# [Work task]
For the data below, restate word for word only the lines from the line containing "let mut payload = Vec::new();" through the line containing "let second = &blocks[LOG_BLOCK_SIZE..];", both ends included.
Records shown Block Start
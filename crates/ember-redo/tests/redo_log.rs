//! End-to-end tests for the redo log core: the mini-transaction append
//! path, durability, checkpoint alternation, back-pressure, and buffer
//! extension.

use std::sync::atomic::{AtomicU64, Ordering};
use std::sync::Arc;

use tempfile::TempDir;

use ember_common::constants::{
    LOG_BLOCK_HDR_SIZE, LOG_BLOCK_SIZE, LOG_BLOCK_TRL_SIZE, LOG_FILE_HDR_SIZE, LOG_START_LSN,
    PAGE_SIZE,
};
use ember_common::Lsn;
use ember_redo::{
    block, BufferPool, ChecksumAlgorithm, CheckpointSlot, CleanBufferPool, NoDataFiles,
    RedoConfig, RedoLog, ShutdownMode,
};

fn test_config(dir: &std::path::Path) -> RedoConfig {
    RedoConfig::new(dir)
        .with_n_files(2)
        .with_file_size(1024 * 1024 + LOG_FILE_HDR_SIZE)
        .with_buffer_size(128 * 1024)
        .with_thread_concurrency(4)
}

fn open_log(config: RedoConfig) -> RedoLog {
    RedoLog::create(config, Arc::new(CleanBufferPool), Arc::new(NoDataFiles)).unwrap()
}

fn append(log: &RedoLog, bytes: &[u8]) -> (Lsn, Lsn) {
    let mut mtr = log.reserve_and_open(bytes.len()).unwrap();
    let start = mtr.start_lsn();
    mtr.write(bytes);
    (start, mtr.close())
}

/// Reads back the block-aligned range containing `[start, end)` and
/// returns the concatenated payload bytes (headers and trailers stripped),
/// starting at `start`.
fn read_payload(log: &RedoLog, algorithm: ChecksumAlgorithm, start: Lsn, end: Lsn) -> Vec<u8> {
    let area_start = start.as_u64() & !(LOG_BLOCK_SIZE as u64 - 1);
    let area_end = (end.as_u64() + LOG_BLOCK_SIZE as u64 - 1) & !(LOG_BLOCK_SIZE as u64 - 1);

    let mut raw = vec![0u8; (area_end - area_start) as usize];
    log.read_log_seg(&mut raw, 0, Lsn::new(area_start), Lsn::new(area_end))
        .unwrap();

    let mut payload = Vec::new();
    for (i, chunk) in raw.chunks(LOG_BLOCK_SIZE).enumerate() {
        block::verify_checksum(chunk, algorithm).unwrap();

        let block_lsn = area_start + (i * LOG_BLOCK_SIZE) as u64;
        let data_end = block::data_len(chunk).min(LOG_BLOCK_SIZE - LOG_BLOCK_TRL_SIZE);
        for offset in LOG_BLOCK_HDR_SIZE..data_end {
            let lsn = block_lsn + offset as u64;
            if lsn >= start.as_u64() && lsn < end.as_u64() {
                payload.push(chunk[offset]);
            }
        }
    }
    payload
}

// A record that fits in the current block.
#[test]
fn append_within_block() {
    let tmp = TempDir::new().unwrap();
    let log = open_log(test_config(tmp.path()));

    let lsn_before = log.lsn();
    let (start, end) = append(&log, &[0x41u8; 100]);

    assert_eq!(start, lsn_before);
    assert_eq!(end.diff(start), 100);

    log.buffer_flush_to_disk().unwrap();

    let mut first_block = vec![0u8; LOG_BLOCK_SIZE];
    log.read_log_seg(
        &mut first_block,
        0,
        Lsn::new(LOG_START_LSN),
        Lsn::new(LOG_START_LSN + LOG_BLOCK_SIZE as u64),
    )
    .unwrap();

    assert_eq!(block::data_len(&first_block), LOG_BLOCK_HDR_SIZE + 100);
    assert_eq!(block::first_rec_group(&first_block), LOG_BLOCK_HDR_SIZE);
}

// A record straddling a block boundary.
#[test]
fn append_crossing_block() {
    let tmp = TempDir::new().unwrap();
    let log = open_log(test_config(tmp.path()));

    // Fill the first block up to 20 payload bytes short of full.
    let fill = LOG_BLOCK_SIZE - LOG_BLOCK_TRL_SIZE - LOG_BLOCK_HDR_SIZE - 20;
    append(&log, &vec![0x00u8; fill]);

    let (start, end) = append(&log, &[0xCDu8; 100]);

    // 20 bytes complete the first block; crossing costs one header plus
    // one trailer of LSN space; 80 bytes land in the next block.
    assert_eq!(
        end.diff(start),
        100 + (LOG_BLOCK_HDR_SIZE + LOG_BLOCK_TRL_SIZE) as u64
    );

    log.buffer_flush_to_disk().unwrap();

    let mut blocks = vec![0u8; 2 * LOG_BLOCK_SIZE];
    log.read_log_seg(
        &mut blocks,
        0,
        Lsn::new(LOG_START_LSN),
        Lsn::new(LOG_START_LSN + 2 * LOG_BLOCK_SIZE as u64),
    )
    .unwrap();

    let first = &blocks[..LOG_BLOCK_SIZE];
    let second = &blocks[LOG_BLOCK_SIZE..];

    // The first block was finalized full; the record group that began the
    // second block starts 80 payload bytes in.
    assert_eq!(block::data_len(first), LOG_BLOCK_SIZE);
    assert_eq!(block::data_len(second), LOG_BLOCK_HDR_SIZE + 80);
    assert_eq!(
        block::first_rec_group(second),
        LOG_BLOCK_HDR_SIZE + 80
    );
}

// Flush and durability: the on-disk bytes match what was
// appended, with valid checksums.
#[test]
fn flush_and_durability() {
    let tmp = TempDir::new().unwrap();
    let config = test_config(tmp.path());
    let algorithm = config.checksum_algorithm;
    let log = open_log(config);

    let payload = vec![0xB7u8; 2048];
    let (start, end) = append(&log, &payload);

    log.write_up_to(end, true).unwrap();

    assert!(log.write_lsn() >= end);
    assert!(log.flushed_to_disk_lsn() >= end);

    let on_disk = read_payload(&log, algorithm, start, end);
    assert_eq!(on_disk, payload);
}

// Five checkpoints alternate slots; recovery picks the valid
// slot with the higher number.
#[test]
fn checkpoint_alternation() {
    let tmp = TempDir::new().unwrap();
    let log = open_log(test_config(tmp.path()));

    let mut expected = Vec::new();
    for round in 0u8..5 {
        append(&log, &vec![round; 300]);
        expected.push(CheckpointSlot::for_checkpoint_no(log.next_checkpoint_no()));
        assert!(log.checkpoint(true, false).unwrap());
    }

    assert_eq!(
        expected,
        vec![
            CheckpointSlot::First,
            CheckpointSlot::Second,
            CheckpointSlot::First,
            CheckpointSlot::Second,
            CheckpointSlot::First,
        ]
    );

    // Both slots are valid; the latest checkpoint is the higher-numbered
    // one and records the last target.
    let first = log.read_checkpoint_info(0, CheckpointSlot::First).unwrap();
    let second = log.read_checkpoint_info(0, CheckpointSlot::Second).unwrap();
    let latest = log.latest_checkpoint(0).unwrap();

    assert_eq!(
        latest.checkpoint_no,
        first.checkpoint_no.max(second.checkpoint_no)
    );
    assert_eq!(latest.checkpoint_lsn, log.last_checkpoint_lsn());
}

/// Pool that tracks a genuine oldest-dirty LSN: pages become dirty as the
/// test appends, and only flushing advances the watermark.
struct LaggingPool {
    oldest: AtomicU64,
}

impl BufferPool for LaggingPool {
    fn oldest_modification(&self) -> Option<Lsn> {
        Some(Lsn::new(self.oldest.load(Ordering::Acquire)))
    }

    fn flush_to_lsn(&self, target: Lsn) -> (bool, usize) {
        let before = self.oldest.fetch_max(target.as_u64(), Ordering::AcqRel);
        (true, usize::from(target.as_u64() > before))
    }

    fn flush_in_progress(&self) -> bool {
        false
    }

    fn all_clean(&self) -> bool {
        false
    }
}

// Back-pressure: generating far more log than the checkpoint age allows
// forces synchronous checkpoints inside the reservation path, and the
// freshness bound holds afterwards.
#[test]
fn back_pressure_forces_checkpoint() {
    let tmp = TempDir::new().unwrap();
    // Geometry chosen so max_checkpoint_age is about 1 MiB.
    let config = RedoConfig::new(tmp.path())
        .with_n_files(2)
        .with_file_size(768 * 1024 + LOG_FILE_HDR_SIZE)
        .with_buffer_size(128 * 1024)
        .with_thread_concurrency(4);
    let pool = Arc::new(LaggingPool {
        oldest: AtomicU64::new(LOG_START_LSN),
    });
    let log = RedoLog::create(
        config,
        Arc::clone(&pool) as Arc<dyn BufferPool>,
        Arc::new(NoDataFiles),
    )
    .unwrap();

    let max_age = log.max_checkpoint_age();
    assert!((900_000..1_200_000).contains(&max_age));

    // 1.5 MiB of log, half again over the allowed age.
    let chunk = 16 * 1024;
    for _ in 0..96 {
        append(&log, &vec![0x99u8; chunk]);
    }

    assert!(log.last_checkpoint_lsn() > Lsn::new(LOG_START_LSN));
    assert!(log.lsn().diff(log.last_checkpoint_lsn()) <= max_age);
}

// A reservation larger than half the buffer grows it, with all
// prior bytes preserved.
#[test]
fn buffer_extension() {
    let tmp = TempDir::new().unwrap();
    let config = test_config(tmp.path()).with_buffer_size(64 * 1024);
    let algorithm = config.checksum_algorithm;
    let log = open_log(config);

    assert_eq!(log.buffer_size(), 64 * 1024);

    // Some earlier records that must survive the reallocation.
    let (prior_start, prior_end) = append(&log, &[0x77u8; 600]);

    let big = vec![0xEAu8; 40 * 1024];
    let (start, end) = append(&log, &big);

    let request = 40 * 1024usize;
    assert!(log.buffer_size() >= (request / PAGE_SIZE + 1) * PAGE_SIZE);

    log.buffer_flush_to_disk().unwrap();

    assert_eq!(
        read_payload(&log, algorithm, prior_start, prior_end),
        vec![0x77u8; 600]
    );
    assert_eq!(read_payload(&log, algorithm, start, end), big);
}

// The write law: repeating a non-flushing write of the same target is
// idempotent.
#[test]
fn write_up_to_idempotent() {
    let tmp = TempDir::new().unwrap();
    let log = open_log(test_config(tmp.path()));

    let (_, end) = append(&log, &[0x88u8; 700]);

    log.write_up_to(end, false).unwrap();
    let write_lsn = log.write_lsn();
    let ios = log.stats.n_log_ios.load(Ordering::Relaxed);

    log.write_up_to(end, false).unwrap();
    assert_eq!(log.write_lsn(), write_lsn);
    assert_eq!(log.stats.n_log_ios.load(Ordering::Relaxed), ios);
}

// The flush law: after buffer_flush_to_disk, a peeked LSN is durable.
#[test]
fn flush_law() {
    let tmp = TempDir::new().unwrap();
    let log = open_log(test_config(tmp.path()));

    append(&log, &[0x99u8; 321]);
    log.buffer_flush_to_disk().unwrap();

    let peeked = log.peek_lsn().unwrap();
    assert!(log.flushed_to_disk_lsn() >= peeked);
}

// Concurrent appenders and flushers: LSN ranges stay disjoint and ordered,
// and the watermark invariant holds throughout.
#[test]
fn concurrent_appenders_keep_invariants() {
    let tmp = TempDir::new().unwrap();
    let log = Arc::new(open_log(test_config(tmp.path())));

    let mut handles = Vec::new();
    for thread_no in 0..4u8 {
        let log = Arc::clone(&log);
        handles.push(std::thread::spawn(move || {
            let mut ranges = Vec::new();
            for i in 0..40 {
                let payload = vec![thread_no; 128 + (i % 7) * 100];
                let (start, end) = {
                    let mut mtr = log.reserve_and_open(payload.len()).unwrap();
                    let start = mtr.start_lsn();
                    mtr.write(&payload);
                    (start, mtr.close())
                };
                if i % 5 == 0 {
                    log.write_up_to(end, true).unwrap();
                    assert!(log.flushed_to_disk_lsn() >= end);
                }
                assert!(log.flushed_to_disk_lsn() <= log.write_lsn());
                ranges.push((start, end));
            }
            ranges
        }));
    }

    let mut all: Vec<(Lsn, Lsn)> = handles
        .into_iter()
        .flat_map(|handle| handle.join().unwrap())
        .collect();
    all.sort();

    for pair in all.windows(2) {
        assert!(pair[0].1 <= pair[1].0);
    }

    assert!(log.write_lsn() <= log.lsn());
}

// A clean shutdown leaves the log fully checkpointed and durable; the log
// survives a reopen of the same files.
#[test]
fn shutdown_then_inspect_files() {
    let tmp = TempDir::new().unwrap();
    let config = test_config(tmp.path());

    let final_lsn = {
        let log = open_log(config.clone());
        append(&log, &[0xA1u8; 10_000]);
        log.shutdown(ShutdownMode::Normal).unwrap()
    };

    // A fresh handle over the same files still finds the checkpoint that
    // shutdown wrote.
    let log = open_log(config);
    let latest = log.latest_checkpoint(0).unwrap();
    assert_eq!(latest.checkpoint_lsn, final_lsn);
}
Records shown Block End
# [Exercise result]
    let mut payload = Vec::new();
    for (i, chunk) in raw.chunks(LOG_BLOCK_SIZE).enumerate() {
        block::verify_checksum(chunk, algorithm).unwrap();

        let block_lsn = area_start + (i * LOG_BLOCK_SIZE) as u64;
        let data_end = block::data_len(chunk).min(LOG_BLOCK_SIZE - LOG_BLOCK_TRL_SIZE);
        for offset in LOG_BLOCK_HDR_SIZE..data_end {
            let lsn = block_lsn + offset as u64;
            if lsn >= start.as_u64() && lsn < end.as_u64() {
                payload.push(chunk[offset]);
            }
        }
    }
    payload
}

// A record that fits in the current block.
#[test]
fn append_within_block() {
    let tmp = TempDir::new().unwrap();
    let log = open_log(test_config(tmp.path()));

    let lsn_before = log.lsn();
    let (start, end) = append(&log, &[0x41u8; 100]);

    assert_eq!(start, lsn_before);
    assert_eq!(end.diff(start), 100);

    log.buffer_flush_to_disk().unwrap();

    let mut first_block = vec![0u8; LOG_BLOCK_SIZE];
    log.read_log_seg(
        &mut first_block,
        0,
        Lsn::new(LOG_START_LSN),
        Lsn::new(LOG_START_LSN + LOG_BLOCK_SIZE as u64),
    )
    .unwrap();

    assert_eq!(block::data_len(&first_block), LOG_BLOCK_HDR_SIZE + 100);
    assert_eq!(block::first_rec_group(&first_block), LOG_BLOCK_HDR_SIZE);
}

// A record straddling a block boundary.
#[test]
fn append_crossing_block() {
    let tmp = TempDir::new().unwrap();
    let log = open_log(test_config(tmp.path()));

    // Fill the first block up to 20 payload bytes short of full.
    let fill = LOG_BLOCK_SIZE - LOG_BLOCK_TRL_SIZE - LOG_BLOCK_HDR_SIZE - 20;
    append(&log, &vec![0x00u8; fill]);

    let (start, end) = append(&log, &[0xCDu8; 100]);

    // 20 bytes complete the first block; crossing costs one header plus
    // one trailer of LSN space; 80 bytes land in the next block.
    assert_eq!(
        end.diff(start),
        100 + (LOG_BLOCK_HDR_SIZE + LOG_BLOCK_TRL_SIZE) as u64
    );

    log.buffer_flush_to_disk().unwrap();

    let mut blocks = vec![0u8; 2 * LOG_BLOCK_SIZE];
    log.read_log_seg(
        &mut blocks,
        0,
        Lsn::new(LOG_START_LSN),
        Lsn::new(LOG_START_LSN + 2 * LOG_BLOCK_SIZE as u64),
    )
    .unwrap();

    let first = &blocks[..LOG_BLOCK_SIZE];
    let second = &blocks[LOG_BLOCK_SIZE..];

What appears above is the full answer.